Stored records:
* * *
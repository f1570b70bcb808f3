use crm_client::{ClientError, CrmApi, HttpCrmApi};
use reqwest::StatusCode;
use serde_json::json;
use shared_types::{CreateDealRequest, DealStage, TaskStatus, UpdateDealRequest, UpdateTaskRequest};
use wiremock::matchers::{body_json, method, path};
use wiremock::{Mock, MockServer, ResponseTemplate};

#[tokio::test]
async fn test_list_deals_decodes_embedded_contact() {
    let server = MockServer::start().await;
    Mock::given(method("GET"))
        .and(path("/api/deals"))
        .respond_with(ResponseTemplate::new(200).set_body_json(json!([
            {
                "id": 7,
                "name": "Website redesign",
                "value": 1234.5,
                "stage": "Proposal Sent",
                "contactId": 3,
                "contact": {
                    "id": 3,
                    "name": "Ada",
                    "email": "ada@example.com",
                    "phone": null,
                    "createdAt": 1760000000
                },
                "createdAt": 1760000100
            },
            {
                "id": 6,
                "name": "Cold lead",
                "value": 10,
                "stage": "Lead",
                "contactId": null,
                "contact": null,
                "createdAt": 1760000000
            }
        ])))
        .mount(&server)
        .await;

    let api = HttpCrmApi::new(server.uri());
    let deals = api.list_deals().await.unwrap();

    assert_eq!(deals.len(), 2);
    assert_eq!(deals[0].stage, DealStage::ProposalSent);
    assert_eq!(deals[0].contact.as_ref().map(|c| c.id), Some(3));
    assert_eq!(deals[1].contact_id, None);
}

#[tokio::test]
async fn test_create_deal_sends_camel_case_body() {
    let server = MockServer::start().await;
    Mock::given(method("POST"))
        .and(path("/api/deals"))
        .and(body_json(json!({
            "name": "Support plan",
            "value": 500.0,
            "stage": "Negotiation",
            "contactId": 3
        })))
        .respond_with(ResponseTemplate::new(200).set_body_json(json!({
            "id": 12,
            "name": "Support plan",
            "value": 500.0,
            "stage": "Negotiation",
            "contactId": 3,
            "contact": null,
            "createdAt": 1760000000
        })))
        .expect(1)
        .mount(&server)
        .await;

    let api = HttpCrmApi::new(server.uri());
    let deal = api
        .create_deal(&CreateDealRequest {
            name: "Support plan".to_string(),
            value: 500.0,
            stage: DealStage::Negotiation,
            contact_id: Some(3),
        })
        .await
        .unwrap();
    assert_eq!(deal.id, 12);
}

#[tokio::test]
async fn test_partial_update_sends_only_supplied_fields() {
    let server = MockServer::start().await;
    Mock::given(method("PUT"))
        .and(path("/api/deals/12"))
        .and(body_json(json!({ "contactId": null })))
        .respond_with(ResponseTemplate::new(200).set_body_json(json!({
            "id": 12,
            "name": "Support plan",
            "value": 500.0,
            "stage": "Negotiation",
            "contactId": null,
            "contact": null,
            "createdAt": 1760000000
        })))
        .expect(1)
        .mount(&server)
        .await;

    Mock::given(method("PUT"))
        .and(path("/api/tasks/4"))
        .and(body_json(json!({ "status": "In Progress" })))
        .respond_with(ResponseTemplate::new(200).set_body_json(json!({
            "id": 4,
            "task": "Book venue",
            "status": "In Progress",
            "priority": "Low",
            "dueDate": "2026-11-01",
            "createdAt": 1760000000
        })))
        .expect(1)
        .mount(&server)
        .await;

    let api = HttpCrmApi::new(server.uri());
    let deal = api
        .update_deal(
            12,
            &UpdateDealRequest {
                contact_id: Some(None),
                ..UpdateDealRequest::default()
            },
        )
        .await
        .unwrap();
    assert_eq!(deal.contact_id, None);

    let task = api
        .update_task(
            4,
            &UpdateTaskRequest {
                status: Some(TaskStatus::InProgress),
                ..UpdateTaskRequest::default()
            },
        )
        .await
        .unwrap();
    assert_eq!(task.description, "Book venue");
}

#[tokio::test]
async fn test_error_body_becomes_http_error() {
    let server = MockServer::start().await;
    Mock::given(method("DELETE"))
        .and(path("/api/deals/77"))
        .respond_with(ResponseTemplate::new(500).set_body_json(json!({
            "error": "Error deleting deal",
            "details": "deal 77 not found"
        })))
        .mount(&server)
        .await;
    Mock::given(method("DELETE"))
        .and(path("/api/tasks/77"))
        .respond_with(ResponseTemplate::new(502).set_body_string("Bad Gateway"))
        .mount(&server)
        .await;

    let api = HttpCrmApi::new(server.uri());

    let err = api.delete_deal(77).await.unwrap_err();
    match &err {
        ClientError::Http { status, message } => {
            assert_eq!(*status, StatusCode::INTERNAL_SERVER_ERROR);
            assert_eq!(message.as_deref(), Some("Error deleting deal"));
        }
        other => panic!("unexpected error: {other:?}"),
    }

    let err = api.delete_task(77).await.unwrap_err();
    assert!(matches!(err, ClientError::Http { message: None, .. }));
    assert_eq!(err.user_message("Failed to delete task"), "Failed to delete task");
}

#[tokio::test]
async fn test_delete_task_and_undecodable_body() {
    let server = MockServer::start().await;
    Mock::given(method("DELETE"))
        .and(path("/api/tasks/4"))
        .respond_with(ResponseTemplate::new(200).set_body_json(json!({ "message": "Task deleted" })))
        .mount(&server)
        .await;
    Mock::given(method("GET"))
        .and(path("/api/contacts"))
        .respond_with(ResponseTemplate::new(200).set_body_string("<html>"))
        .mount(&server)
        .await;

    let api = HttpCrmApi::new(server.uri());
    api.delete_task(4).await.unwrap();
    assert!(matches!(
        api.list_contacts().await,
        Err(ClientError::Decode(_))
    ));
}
* * *
→ **PROBLEM STATEMENT**
Considering only the records above, state the number of lines that include the word "matches", with nothing added.

→ **RESULT OF THIS TASK**
2